TASK OBJECTIVE: Return the following from the records below: each line, word for word, starting with the line that contains "use crate::compose;" and going on through the line that contains "pub fn with_keep_versions(mut", with nothing outside that range.
== Segment start ==
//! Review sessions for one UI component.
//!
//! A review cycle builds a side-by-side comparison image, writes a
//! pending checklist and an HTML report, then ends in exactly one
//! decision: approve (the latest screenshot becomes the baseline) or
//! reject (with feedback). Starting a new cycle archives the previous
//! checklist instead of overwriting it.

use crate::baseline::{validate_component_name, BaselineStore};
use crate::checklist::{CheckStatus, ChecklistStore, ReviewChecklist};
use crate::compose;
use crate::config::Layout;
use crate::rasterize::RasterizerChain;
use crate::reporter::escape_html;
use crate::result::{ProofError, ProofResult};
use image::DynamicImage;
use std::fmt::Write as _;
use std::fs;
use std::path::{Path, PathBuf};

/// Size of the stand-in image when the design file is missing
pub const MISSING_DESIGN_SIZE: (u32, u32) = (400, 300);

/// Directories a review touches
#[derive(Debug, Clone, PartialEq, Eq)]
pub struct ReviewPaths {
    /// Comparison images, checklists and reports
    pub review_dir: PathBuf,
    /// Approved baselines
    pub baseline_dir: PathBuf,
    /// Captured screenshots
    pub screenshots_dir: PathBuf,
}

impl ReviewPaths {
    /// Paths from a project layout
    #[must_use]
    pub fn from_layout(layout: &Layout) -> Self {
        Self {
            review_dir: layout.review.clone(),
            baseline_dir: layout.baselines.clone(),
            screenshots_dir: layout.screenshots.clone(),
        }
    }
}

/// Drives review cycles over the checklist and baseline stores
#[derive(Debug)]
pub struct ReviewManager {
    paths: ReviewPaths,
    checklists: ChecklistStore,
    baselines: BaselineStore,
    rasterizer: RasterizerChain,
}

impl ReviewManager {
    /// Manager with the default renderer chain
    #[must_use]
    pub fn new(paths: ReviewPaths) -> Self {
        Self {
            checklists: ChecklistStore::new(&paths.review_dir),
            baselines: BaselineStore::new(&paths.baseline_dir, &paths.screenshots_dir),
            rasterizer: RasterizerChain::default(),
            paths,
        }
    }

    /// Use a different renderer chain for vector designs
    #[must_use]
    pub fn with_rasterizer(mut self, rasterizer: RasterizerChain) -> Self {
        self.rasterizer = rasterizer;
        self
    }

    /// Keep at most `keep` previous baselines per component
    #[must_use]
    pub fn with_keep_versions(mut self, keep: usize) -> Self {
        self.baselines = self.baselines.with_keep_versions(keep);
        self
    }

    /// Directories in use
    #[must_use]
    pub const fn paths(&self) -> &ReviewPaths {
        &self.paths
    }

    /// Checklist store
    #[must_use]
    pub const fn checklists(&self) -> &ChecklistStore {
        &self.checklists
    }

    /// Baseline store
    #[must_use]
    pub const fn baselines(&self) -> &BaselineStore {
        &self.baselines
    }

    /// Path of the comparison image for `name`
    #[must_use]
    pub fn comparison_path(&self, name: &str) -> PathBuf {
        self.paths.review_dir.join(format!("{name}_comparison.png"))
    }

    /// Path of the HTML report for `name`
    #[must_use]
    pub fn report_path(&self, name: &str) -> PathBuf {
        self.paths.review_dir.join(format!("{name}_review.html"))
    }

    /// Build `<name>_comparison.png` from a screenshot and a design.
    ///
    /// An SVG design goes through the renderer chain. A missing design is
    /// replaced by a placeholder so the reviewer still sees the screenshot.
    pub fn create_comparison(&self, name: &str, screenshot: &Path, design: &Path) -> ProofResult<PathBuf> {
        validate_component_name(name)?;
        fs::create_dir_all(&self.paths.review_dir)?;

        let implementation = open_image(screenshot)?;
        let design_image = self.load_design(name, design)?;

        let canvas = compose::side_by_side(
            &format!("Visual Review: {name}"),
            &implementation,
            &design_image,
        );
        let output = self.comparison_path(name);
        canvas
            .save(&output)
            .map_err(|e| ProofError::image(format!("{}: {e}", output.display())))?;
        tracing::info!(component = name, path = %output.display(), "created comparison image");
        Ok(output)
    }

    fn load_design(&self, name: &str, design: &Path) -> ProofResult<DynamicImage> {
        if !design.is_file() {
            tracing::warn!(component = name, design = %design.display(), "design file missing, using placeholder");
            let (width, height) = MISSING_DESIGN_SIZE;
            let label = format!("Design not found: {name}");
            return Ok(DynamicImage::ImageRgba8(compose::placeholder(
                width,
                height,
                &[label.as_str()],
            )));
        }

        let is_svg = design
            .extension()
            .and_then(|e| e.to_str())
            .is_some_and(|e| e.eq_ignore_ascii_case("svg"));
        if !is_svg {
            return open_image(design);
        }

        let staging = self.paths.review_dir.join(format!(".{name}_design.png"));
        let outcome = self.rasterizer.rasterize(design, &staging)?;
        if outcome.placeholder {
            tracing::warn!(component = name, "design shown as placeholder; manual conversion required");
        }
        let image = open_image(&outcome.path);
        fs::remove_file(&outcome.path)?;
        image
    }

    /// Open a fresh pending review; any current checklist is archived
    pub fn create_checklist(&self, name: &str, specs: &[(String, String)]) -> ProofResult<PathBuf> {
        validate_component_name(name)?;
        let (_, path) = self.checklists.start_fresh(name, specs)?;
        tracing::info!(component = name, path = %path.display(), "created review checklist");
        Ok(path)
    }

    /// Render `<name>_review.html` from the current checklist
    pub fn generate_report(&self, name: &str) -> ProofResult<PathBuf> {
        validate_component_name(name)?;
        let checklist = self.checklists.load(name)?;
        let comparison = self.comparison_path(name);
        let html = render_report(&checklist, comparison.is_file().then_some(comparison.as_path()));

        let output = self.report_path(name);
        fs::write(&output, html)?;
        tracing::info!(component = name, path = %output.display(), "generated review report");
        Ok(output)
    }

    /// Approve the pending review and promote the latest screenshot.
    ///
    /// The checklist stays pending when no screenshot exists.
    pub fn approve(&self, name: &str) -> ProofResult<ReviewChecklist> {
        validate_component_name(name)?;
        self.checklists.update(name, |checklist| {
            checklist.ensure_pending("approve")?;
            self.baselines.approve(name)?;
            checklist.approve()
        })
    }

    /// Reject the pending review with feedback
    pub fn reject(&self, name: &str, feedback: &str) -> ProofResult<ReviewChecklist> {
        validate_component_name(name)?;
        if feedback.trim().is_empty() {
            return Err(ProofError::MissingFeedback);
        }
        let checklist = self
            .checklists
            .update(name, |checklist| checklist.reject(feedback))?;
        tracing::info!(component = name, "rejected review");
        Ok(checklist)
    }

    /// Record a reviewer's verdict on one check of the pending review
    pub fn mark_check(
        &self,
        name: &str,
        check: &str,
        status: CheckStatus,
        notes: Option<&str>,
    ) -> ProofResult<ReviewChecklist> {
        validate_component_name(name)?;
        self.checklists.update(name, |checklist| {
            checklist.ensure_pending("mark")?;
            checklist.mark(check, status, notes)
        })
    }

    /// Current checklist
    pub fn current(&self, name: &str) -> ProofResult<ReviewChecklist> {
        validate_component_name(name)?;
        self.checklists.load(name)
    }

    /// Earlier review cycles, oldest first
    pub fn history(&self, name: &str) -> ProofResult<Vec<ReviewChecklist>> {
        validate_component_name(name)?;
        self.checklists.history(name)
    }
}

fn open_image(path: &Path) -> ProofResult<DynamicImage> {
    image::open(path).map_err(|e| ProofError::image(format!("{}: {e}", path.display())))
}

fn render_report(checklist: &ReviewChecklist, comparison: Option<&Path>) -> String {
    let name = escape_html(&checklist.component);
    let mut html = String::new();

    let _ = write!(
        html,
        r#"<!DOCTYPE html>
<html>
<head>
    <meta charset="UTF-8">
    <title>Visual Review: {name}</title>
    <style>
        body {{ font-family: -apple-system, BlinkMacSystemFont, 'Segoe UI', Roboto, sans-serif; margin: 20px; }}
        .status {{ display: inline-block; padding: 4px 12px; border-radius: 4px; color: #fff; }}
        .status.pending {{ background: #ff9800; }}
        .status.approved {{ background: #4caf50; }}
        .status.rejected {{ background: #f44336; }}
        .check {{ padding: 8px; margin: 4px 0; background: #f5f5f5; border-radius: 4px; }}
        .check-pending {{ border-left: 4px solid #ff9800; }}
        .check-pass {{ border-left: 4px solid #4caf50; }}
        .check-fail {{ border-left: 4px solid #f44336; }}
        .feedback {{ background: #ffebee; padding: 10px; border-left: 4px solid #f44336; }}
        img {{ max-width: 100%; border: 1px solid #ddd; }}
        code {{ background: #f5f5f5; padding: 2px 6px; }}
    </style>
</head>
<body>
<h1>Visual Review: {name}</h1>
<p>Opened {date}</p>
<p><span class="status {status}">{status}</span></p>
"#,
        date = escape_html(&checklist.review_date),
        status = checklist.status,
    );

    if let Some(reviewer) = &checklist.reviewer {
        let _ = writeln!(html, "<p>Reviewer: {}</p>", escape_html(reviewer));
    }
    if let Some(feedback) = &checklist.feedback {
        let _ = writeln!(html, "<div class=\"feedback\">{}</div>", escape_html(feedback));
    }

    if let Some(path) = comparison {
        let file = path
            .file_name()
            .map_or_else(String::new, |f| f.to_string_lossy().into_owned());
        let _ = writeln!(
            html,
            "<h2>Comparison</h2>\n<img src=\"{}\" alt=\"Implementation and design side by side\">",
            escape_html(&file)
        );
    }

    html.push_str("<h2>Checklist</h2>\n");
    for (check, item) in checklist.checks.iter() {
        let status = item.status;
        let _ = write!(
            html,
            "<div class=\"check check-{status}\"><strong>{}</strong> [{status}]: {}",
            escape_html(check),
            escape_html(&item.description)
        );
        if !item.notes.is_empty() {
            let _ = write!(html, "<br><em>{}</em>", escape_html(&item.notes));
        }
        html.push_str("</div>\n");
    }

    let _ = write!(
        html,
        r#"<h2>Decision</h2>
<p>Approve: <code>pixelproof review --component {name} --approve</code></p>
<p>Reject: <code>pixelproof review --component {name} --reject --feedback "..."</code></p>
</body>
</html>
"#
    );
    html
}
== Segment end ==
== Segment start ==
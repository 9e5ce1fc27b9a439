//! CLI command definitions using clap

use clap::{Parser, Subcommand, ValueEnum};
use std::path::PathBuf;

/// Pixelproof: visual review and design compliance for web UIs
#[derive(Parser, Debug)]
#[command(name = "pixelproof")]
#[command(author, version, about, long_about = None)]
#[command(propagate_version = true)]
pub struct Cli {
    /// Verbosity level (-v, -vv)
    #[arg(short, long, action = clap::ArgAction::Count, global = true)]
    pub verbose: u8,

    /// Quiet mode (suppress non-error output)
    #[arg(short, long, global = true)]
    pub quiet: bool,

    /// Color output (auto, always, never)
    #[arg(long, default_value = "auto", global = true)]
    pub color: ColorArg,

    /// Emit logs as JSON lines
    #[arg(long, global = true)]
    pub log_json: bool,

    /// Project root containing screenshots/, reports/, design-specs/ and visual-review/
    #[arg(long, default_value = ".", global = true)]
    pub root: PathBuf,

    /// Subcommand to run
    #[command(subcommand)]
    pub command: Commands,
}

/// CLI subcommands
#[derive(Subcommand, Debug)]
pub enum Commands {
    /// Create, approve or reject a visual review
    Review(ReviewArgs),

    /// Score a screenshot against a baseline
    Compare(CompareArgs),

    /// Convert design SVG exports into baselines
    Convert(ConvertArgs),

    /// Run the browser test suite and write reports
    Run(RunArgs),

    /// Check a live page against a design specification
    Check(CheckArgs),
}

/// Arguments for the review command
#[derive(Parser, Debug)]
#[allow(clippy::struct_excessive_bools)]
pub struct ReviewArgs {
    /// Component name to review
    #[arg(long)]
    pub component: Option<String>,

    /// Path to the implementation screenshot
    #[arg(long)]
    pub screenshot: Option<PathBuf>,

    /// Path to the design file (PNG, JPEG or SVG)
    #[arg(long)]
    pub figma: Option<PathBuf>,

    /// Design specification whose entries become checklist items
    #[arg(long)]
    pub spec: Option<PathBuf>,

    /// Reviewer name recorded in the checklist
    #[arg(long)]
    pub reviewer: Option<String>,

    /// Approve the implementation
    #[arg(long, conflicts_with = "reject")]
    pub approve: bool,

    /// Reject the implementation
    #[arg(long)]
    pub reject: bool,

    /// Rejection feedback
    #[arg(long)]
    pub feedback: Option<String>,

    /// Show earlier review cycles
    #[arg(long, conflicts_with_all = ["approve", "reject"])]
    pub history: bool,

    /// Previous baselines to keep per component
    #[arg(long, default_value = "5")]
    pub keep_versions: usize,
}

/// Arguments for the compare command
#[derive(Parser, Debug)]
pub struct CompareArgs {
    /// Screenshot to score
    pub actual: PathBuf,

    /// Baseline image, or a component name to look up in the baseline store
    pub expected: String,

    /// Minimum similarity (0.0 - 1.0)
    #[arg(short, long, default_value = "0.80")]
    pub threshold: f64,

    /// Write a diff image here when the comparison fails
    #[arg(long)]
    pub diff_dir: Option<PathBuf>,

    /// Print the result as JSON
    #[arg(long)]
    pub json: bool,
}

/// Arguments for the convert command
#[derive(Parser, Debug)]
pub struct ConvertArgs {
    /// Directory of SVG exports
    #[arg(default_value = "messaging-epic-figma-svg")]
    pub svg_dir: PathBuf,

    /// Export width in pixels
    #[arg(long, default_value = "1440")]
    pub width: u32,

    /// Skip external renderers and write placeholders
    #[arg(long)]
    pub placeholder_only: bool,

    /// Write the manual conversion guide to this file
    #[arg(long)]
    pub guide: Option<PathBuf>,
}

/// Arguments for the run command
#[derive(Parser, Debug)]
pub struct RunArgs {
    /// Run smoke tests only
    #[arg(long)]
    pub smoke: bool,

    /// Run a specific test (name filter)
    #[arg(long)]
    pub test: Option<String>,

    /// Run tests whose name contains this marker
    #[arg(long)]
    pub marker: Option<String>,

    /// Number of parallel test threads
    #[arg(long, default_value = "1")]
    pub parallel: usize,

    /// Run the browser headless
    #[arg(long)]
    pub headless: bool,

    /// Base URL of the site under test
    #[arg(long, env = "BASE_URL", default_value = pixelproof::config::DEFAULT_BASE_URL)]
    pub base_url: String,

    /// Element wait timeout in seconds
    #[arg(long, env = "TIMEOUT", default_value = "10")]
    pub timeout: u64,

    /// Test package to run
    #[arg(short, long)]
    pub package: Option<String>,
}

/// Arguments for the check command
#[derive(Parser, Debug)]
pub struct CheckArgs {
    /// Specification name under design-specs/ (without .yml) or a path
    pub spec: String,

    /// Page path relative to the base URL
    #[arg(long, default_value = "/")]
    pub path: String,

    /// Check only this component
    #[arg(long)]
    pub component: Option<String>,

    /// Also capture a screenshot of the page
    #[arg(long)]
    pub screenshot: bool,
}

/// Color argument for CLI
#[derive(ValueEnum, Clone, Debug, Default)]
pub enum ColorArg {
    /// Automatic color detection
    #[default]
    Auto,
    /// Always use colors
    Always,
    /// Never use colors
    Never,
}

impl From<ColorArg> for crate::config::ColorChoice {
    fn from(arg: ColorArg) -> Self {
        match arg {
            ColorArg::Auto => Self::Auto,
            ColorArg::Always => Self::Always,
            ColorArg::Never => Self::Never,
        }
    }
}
== Segment end ==
EXPECTED ANSWER:
use crate::compose;
use crate::config::Layout;
use crate::rasterize::RasterizerChain;
use crate::reporter::escape_html;
use crate::result::{ProofError, ProofResult};
use image::DynamicImage;
use std::fmt::Write as _;
use std::fs;
use std::path::{Path, PathBuf};

/// Size of the stand-in image when the design file is missing
pub const MISSING_DESIGN_SIZE: (u32, u32) = (400, 300);

/// Directories a review touches
#[derive(Debug, Clone, PartialEq, Eq)]
pub struct ReviewPaths {
    /// Comparison images, checklists and reports
    pub review_dir: PathBuf,
    /// Approved baselines
    pub baseline_dir: PathBuf,
    /// Captured screenshots
    pub screenshots_dir: PathBuf,
}

impl ReviewPaths {
    /// Paths from a project layout
    #[must_use]
    pub fn from_layout(layout: &Layout) -> Self {
        Self {
            review_dir: layout.review.clone(),
            baseline_dir: layout.baselines.clone(),
            screenshots_dir: layout.screenshots.clone(),
        }
    }
}

/// Drives review cycles over the checklist and baseline stores
#[derive(Debug)]
pub struct ReviewManager {
    paths: ReviewPaths,
    checklists: ChecklistStore,
    baselines: BaselineStore,
    rasterizer: RasterizerChain,
}

impl ReviewManager {
    /// Manager with the default renderer chain
    #[must_use]
    pub fn new(paths: ReviewPaths) -> Self {
        Self {
            checklists: ChecklistStore::new(&paths.review_dir),
            baselines: BaselineStore::new(&paths.baseline_dir, &paths.screenshots_dir),
            rasterizer: RasterizerChain::default(),
            paths,
        }
    }

    /// Use a different renderer chain for vector designs
    #[must_use]
    pub fn with_rasterizer(mut self, rasterizer: RasterizerChain) -> Self {
        self.rasterizer = rasterizer;
        self
    }

    /// Keep at most `keep` previous baselines per component
    #[must_use]
    pub fn with_keep_versions(mut self, keep: usize) -> Self {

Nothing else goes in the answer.